We met up with Tim Pierce, Preston Pierce,Trever Pierce,Dan Cywinski, Luke Farrel,and Casey Farrel For the second session of todays fishing. I guess you can call it the "luck of the draw", but by this time the winds had shifted and the seas had layed down to 2 to 3 feet. So we took off to offshore grounds. As we were crossing Frying Pan Shoals, the seas were building, they built to 3 to 5 feet. But we had already crossed the shoals, and knowing the direction they were from, I was hoping if we went around the shoals coming back, it would be layed down. IT WAS!! We were after king mackeral, it was tough fishing in the rough conditions, but we prevailed. Preston's dad Tim told us going out that if a big fish was caught, Preston would catch one, he said Preston could catch a fish out of a mud puddle!!! Who am I to argue with him, yeah ,you've most likely figured it out. The guy in the yellow shirt behind the two holding his BIG king is PRESTON, HIS FIRST KING MACKERAL, A 471/2 POUNDER. This fish also got him a North Carolina Citation to put on his wall to prove to non-believers up there in Erie, PA. Now don't go getting any ideas, I have already contracted him to fish with me in king mackeral tournaments. All these guys and gals on both these trips were the greatest, Rhonda, Capt. Chris and I are sorry your fishing was cut short, so we have decided to make you HONORARY MATE of the day!! Click on the pictures on my site to get a larger view. Till next time, FISH ON!!! Capt. Butch and Capt. Chris Foster.


----------



## HighCap56 (Oct 21, 2003)

Hey Capt. Butch.... Members here are much more likely to want to know about your trips if you are a P&S Supporter.

After all, you are using this forum to plug your trips, right?

Sand Flea also has ads available where you can really get some exposure for a LOT less money for your charters.

Why not support the board, AND get more charters booked as a result?

Just a thought......


----------



## YakandSurf (Dec 17, 2002)

Not being a boat owner, I'm just wondering where you are sailing from? I would guess S.C. or further south since you had a king caught.


----------



## Hat80 (Sep 22, 2002)

*As per the user agreement*

I have had to delet the good Captains website links and phone numbers.

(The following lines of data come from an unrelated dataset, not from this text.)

//! Forward-only migrations between config schema versions.
//!
//! Migrations work on the raw JSON value so that documents written by any
//! earlier build can be read. Every step is idempotent and the whole chain is
//! pure: the input is never modified.
//!
//! | Version | Shape |
//! |---|---|
//! | 1 | no `configVersion`; `groups` map; `plugins` array of enabled ids |
//! | 2 | `toolboxes` map; `plugins` map of `{enabled, version}` |
//! | 3 | adds `skills`; plugin entries carry `origin` and `servers` |

use crate::document::CURRENT_CONFIG_VERSION;
use mcpz_core::{McpzError, McpzResult};
use serde_json::{json, Map, Value};
use tracing::debug;

/// Key the toolboxes map was stored under before version 2. Still accepted
/// on read at every version and never written.
pub const LEGACY_TOOLBOXES_KEY: &str = "groups";

/// Migrate a raw document to [`CURRENT_CONFIG_VERSION`].
pub fn migrate(raw: &Value) -> McpzResult<Value> {
    let mut doc = raw
        .as_object()
        .cloned()
        .ok_or_else(|| McpzError::ConfigCorrupt("top level is not a JSON object".into()))?;

    let mut version = detect_version(&doc)?;
    fold_legacy_toolboxes(&mut doc)?;

    while version < CURRENT_CONFIG_VERSION {
        match version {
            1 => v1_to_v2(&mut doc)?,
            2 => v2_to_v3(&mut doc)?,
            other => {
                return Err(McpzError::ConfigCorrupt(format!(
                    "no migration from config version {other}"
                )))
            }
        }
        version += 1;
        debug!(version, "Config migrated");
    }

    canonicalize(&mut doc);
    Ok(Value::Object(doc))
}

/// The version a raw document declares. A missing `configVersion` means 1.
pub fn detect_version(doc: &Map<String, Value>) -> McpzResult<u32> {
    let version = match doc.get("configVersion") {
        None => 1,
        Some(value) => value
            .as_u64()
            .and_then(|v| u32::try_from(v).ok())
            .filter(|v| *v >= 1)
            .ok_or_else(|| {
                McpzError::ConfigCorrupt(format!("invalid configVersion: {value}"))
            })?,
    };
    if version > CURRENT_CONFIG_VERSION {
        return Err(McpzError::ConfigCorrupt(format!(
            "config version {version} is newer than supported version {CURRENT_CONFIG_VERSION}"
        )));
    }
    Ok(version)
}

/// Merge `groups` into `toolboxes` (toolboxes win per name) and drop the alias.
fn fold_legacy_toolboxes(doc: &mut Map<String, Value>) -> McpzResult<()> {
    let Some(groups) = doc.remove(LEGACY_TOOLBOXES_KEY) else {
        return Ok(());
    };
    let groups = match groups {
        Value::Object(map) => map,
        Value::Null => Map::new(),
        other => {
            return Err(McpzError::ConfigCorrupt(format!(
                "'{LEGACY_TOOLBOXES_KEY}' must be an object, found {other}"
            )))
        }
    };

    let toolboxes = doc
        .entry("toolboxes")
        .or_insert_with(|| Value::Object(Map::new()));
    let Value::Object(toolboxes) = toolboxes else {
        return Err(McpzError::ConfigCorrupt("'toolboxes' must be an object".into()));
    };
    for (name, members) in groups {
        toolboxes.entry(name).or_insert(members);
    }
    Ok(())
}

fn v1_to_v2(doc: &mut Map<String, Value>) -> McpzResult<()> {
    if let Some(plugins) = doc.get_mut("plugins") {
        if let Value::Array(ids) = plugins {
            let mut map = Map::new();
            for id in &*ids {
                let id = id.as_str().ok_or_else(|| {
                    McpzError::ConfigCorrupt(format!("plugin id must be a string, found {id}"))
                })?;
                map.insert(id.to_string(), json!({"enabled": true, "version": ""}));
            }
            *plugins = Value::Object(map);
        }
    }
    doc.insert("configVersion".into(), json!(2));
    Ok(())
}

fn v2_to_v3(doc: &mut Map<String, Value>) -> McpzResult<()> {
    doc.entry("skills")
        .or_insert_with(|| Value::Object(Map::new()));
    if let Some(Value::Object(plugins)) = doc.get_mut("plugins") {
        for record in plugins.values_mut() {
            if let Value::Object(record) = record {
                record.entry("origin").or_insert_with(|| json!("npm"));
                record.entry("servers").or_insert_with(|| json!([]));
            }
        }
    }
    doc.insert("configVersion".into(), json!(3));
    Ok(())
}

/// Fill in absent top-level collections and de-duplicate toolbox members so
/// the output is identical no matter how many times it is migrated.
fn canonicalize(doc: &mut Map<String, Value>) {
    doc.insert("configVersion".into(), json!(CURRENT_CONFIG_VERSION));
    doc.entry("servers").or_insert_with(|| json!([]));
    doc.entry("toolboxes").or_insert_with(|| json!({}));
    doc.entry("plugins").or_insert_with(|| json!({}));
    doc.entry("skills").or_insert_with(|| json!({}));

    if let Some(Value::Object(toolboxes)) = doc.get_mut("toolboxes") {
        for members in toolboxes.values_mut() {
            if let Value::Array(list) = members {
                let mut seen: Vec<Value> = Vec::with_capacity(list.len());
                for member in list.drain(..) {
                    if !seen.contains(&member) {
                        seen.push(member);
                    }
                }
                *list = seen;
            }
        }
    }
}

P&S dose not provide free advertising for commercial business of any kind. Sorry Capt. thats just the way it is. If you would like to buy a add you can use the link below, thanks! ....Tightlines 

*Advertise on P&S *


----------



## captainbutch (Mar 2, 2005)

*joining up!!!*

HIGHCAP56, Capt. Butch here, I agree, you are so right, the reason I have not joined up is an oversight on my part. Please accept my apologies, will sign up immediately!! THANK YOU FOR REMINDING ME!! FISH ON!!!!!. Capt. Butch.


----------



## Dixie719 (May 12, 2003)

Glad to hear Capt'n!

Keep those Pic's and Reports coming!


----------



## Hat80 (Sep 22, 2002)

*Just so theres not a misunderstanding.....*

Becoming a supporter will not give anyone free advertising. We do need all the support we can get. However a supporter with a commercial business would still have to purchase advertising. .....Hat80


----------



## captainbutch (Mar 2, 2005)

yes, I know that. Just wanted to report what is going on to help people plan their fishing trips. Didn't want to be a freeloader. Sorry if I affended anyone. Capt. Butch.


----------



## HighCap56 (Oct 21, 2003)

captainbutch said:


> yes, I know that. Just wanted to report what is going on to help people plan their fishing trips. Didn't want to be a freeloader. Sorry if I affended anyone. Capt. Butch.



Capt - We get a LOT of trolls here, and what a great place to get charter business.

I am glad to see the report.

Seriously, you can get an ad that is on the right side of the page for about $30 a month, and you don't have to commit to any longer than that month. If you don't get passengers from it, then drop it.

One passenger on your boat from this board pays for that whole month.

The ad I paid for to advertise a Head Boat I like resulted in over 20 passengers over a months period.

Not too shabby.... 

By the way, where do you sail from?


----------



## captainbutch (Mar 2, 2005)

Highcap56, I thought I read where the ads were $20.00 a week. That's $80.00 a month, or $960.00 a year. We are out of Southport,NC. At the mouth of the Cape Fear River.


----------



## JerryB (May 15, 2003)

Hi butch,

yeah it does say $20 a month, but if you click on the "your ad here" link you can see the discounts. 

if your marina is in close driving distance from myrtle beach shoot me a PM or email. 

cheers
jerry


----------